::: DATA FOR REVIEW :::

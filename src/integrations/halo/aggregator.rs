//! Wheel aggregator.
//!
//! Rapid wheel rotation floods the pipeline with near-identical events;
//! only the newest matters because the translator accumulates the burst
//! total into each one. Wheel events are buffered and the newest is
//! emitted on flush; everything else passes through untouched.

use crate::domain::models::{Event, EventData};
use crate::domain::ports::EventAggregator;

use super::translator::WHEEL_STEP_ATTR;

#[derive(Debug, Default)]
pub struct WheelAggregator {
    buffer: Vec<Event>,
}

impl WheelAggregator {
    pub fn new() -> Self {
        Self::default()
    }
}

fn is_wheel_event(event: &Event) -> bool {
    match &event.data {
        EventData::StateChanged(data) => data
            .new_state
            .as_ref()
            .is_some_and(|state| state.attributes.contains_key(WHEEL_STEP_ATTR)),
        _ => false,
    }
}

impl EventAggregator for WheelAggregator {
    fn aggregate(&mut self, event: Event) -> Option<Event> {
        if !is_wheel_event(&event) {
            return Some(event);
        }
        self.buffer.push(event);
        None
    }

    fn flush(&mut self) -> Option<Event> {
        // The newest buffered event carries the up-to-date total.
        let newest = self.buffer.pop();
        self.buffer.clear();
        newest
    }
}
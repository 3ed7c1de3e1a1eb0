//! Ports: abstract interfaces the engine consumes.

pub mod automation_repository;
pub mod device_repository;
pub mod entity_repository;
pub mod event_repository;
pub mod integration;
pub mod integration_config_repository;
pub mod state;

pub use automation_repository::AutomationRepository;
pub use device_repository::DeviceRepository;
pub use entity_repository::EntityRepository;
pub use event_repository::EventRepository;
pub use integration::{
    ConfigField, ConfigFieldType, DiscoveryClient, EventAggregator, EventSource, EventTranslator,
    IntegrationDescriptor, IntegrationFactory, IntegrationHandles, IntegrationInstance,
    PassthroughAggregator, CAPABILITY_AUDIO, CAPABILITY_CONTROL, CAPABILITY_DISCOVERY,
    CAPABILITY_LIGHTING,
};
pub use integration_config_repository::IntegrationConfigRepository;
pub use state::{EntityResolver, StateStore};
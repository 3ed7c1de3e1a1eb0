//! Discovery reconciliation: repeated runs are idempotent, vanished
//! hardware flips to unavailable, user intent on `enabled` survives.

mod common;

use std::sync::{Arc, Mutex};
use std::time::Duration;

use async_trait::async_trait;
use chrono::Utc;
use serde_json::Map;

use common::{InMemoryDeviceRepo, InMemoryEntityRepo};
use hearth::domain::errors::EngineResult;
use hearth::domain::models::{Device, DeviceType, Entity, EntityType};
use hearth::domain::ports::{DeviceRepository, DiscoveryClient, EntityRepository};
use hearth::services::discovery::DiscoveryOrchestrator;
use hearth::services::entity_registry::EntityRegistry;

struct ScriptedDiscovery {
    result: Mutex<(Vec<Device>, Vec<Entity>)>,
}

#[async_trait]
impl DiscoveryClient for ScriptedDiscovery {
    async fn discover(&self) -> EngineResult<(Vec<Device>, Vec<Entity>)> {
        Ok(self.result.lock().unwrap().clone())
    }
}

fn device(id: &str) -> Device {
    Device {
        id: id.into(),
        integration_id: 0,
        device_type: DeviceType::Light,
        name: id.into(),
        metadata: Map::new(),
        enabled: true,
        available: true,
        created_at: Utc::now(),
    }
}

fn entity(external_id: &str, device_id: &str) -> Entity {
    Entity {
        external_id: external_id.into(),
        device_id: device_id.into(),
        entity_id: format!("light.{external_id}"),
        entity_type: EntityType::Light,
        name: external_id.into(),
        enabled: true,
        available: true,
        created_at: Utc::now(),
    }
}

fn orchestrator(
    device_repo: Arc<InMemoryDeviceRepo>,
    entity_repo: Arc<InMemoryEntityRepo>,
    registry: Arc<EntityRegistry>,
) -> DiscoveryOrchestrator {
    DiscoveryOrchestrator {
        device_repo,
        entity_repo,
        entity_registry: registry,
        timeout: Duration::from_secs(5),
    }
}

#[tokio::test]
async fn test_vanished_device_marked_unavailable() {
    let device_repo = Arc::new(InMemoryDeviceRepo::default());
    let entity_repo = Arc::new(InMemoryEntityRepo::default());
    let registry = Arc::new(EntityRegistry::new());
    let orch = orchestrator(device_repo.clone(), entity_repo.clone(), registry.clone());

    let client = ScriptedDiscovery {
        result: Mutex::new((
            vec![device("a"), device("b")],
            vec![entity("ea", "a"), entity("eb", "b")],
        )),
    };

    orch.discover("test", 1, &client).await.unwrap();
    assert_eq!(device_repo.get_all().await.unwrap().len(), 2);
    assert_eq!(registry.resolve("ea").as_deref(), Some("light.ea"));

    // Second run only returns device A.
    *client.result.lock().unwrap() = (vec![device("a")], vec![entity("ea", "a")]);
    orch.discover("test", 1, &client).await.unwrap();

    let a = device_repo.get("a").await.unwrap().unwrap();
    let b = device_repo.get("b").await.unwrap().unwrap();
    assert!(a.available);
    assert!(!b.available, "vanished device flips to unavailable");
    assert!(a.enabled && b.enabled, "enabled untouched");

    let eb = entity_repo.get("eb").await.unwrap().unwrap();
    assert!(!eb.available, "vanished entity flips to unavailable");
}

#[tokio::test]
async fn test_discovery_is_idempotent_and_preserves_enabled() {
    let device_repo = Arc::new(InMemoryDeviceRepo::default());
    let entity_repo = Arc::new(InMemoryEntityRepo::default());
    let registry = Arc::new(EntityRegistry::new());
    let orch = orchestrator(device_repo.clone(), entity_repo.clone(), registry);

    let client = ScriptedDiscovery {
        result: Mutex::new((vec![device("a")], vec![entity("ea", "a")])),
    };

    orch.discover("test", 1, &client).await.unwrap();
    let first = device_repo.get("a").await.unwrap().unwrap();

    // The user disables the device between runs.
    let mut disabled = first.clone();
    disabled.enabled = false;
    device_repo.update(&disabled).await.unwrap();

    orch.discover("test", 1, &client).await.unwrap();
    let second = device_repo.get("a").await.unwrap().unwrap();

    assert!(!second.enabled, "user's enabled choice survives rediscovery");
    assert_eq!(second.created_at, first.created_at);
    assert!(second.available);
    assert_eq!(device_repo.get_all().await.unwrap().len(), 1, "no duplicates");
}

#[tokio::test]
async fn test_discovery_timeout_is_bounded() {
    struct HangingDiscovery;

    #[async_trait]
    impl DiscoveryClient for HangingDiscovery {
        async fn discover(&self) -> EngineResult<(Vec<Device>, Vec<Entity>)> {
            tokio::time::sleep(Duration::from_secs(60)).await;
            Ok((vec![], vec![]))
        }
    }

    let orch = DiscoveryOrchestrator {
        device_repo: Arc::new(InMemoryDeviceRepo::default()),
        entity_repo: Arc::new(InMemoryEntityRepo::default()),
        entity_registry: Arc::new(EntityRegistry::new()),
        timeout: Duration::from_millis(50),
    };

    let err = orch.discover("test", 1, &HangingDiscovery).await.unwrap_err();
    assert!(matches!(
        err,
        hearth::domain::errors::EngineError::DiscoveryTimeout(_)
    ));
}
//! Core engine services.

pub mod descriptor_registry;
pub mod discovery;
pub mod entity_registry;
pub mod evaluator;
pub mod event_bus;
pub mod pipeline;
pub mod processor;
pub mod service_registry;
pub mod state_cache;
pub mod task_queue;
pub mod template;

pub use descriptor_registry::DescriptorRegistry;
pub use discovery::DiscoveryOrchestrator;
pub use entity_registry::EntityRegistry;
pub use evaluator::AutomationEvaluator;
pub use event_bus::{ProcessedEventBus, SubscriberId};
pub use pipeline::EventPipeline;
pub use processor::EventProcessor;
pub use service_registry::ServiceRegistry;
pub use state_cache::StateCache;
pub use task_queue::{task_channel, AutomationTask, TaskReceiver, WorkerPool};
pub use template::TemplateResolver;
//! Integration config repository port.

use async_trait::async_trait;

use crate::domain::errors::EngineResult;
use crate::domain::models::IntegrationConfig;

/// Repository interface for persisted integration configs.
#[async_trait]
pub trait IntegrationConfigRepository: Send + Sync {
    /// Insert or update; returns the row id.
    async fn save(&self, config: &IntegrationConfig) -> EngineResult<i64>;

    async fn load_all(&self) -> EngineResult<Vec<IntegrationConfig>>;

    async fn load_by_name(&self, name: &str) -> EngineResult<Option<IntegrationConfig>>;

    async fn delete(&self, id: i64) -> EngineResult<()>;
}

:::
::: DATA FOR REVIEW :::

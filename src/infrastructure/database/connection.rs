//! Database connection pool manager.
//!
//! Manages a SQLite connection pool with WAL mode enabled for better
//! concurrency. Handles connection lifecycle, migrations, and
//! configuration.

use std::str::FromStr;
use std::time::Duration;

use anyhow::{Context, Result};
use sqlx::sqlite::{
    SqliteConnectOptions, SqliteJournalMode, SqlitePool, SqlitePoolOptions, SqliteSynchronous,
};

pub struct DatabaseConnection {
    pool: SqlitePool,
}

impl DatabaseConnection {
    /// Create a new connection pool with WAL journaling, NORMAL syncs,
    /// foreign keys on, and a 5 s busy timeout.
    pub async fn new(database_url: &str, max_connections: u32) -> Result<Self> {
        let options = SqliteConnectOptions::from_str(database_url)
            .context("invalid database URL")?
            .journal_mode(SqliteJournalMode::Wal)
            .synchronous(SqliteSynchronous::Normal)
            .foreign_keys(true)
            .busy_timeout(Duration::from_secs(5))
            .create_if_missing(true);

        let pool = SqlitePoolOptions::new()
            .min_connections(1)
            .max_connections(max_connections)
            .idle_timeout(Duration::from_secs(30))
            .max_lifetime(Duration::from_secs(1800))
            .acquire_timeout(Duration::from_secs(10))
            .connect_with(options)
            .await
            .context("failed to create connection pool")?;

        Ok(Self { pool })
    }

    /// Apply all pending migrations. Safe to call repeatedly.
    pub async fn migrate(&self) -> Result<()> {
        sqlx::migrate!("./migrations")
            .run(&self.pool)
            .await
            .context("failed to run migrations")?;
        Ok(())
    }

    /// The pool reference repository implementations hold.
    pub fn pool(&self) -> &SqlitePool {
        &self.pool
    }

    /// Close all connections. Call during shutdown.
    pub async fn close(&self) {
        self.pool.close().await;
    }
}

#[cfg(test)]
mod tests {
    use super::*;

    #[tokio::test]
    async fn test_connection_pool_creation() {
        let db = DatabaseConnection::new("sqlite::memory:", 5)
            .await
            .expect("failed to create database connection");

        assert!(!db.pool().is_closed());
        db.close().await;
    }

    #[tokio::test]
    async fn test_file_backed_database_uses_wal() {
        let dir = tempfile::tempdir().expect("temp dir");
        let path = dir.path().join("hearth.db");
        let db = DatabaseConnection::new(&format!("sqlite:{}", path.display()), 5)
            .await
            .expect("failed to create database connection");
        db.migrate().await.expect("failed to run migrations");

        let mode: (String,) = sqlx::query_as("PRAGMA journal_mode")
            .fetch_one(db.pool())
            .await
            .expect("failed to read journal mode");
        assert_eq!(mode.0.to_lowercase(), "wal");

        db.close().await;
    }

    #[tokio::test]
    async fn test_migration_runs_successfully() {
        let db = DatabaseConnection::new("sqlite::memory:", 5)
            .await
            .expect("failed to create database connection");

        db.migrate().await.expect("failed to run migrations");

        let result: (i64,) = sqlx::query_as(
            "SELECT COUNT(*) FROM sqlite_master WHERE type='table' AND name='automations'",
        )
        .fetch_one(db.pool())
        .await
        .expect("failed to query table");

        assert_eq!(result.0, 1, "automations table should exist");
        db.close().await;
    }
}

:::

WHAT YOU NEED TO DO: Scan the material above for the string "Mutex", returning each line that contains it.

RESULT FOR THIS TASK:
use std::sync::{Arc, Mutex};
    result: Mutex<(Vec<Device>, Vec<Entity>)>,
        result: Mutex::new((
        result: Mutex::new((vec![device("a")], vec![entity("ea", "a")])),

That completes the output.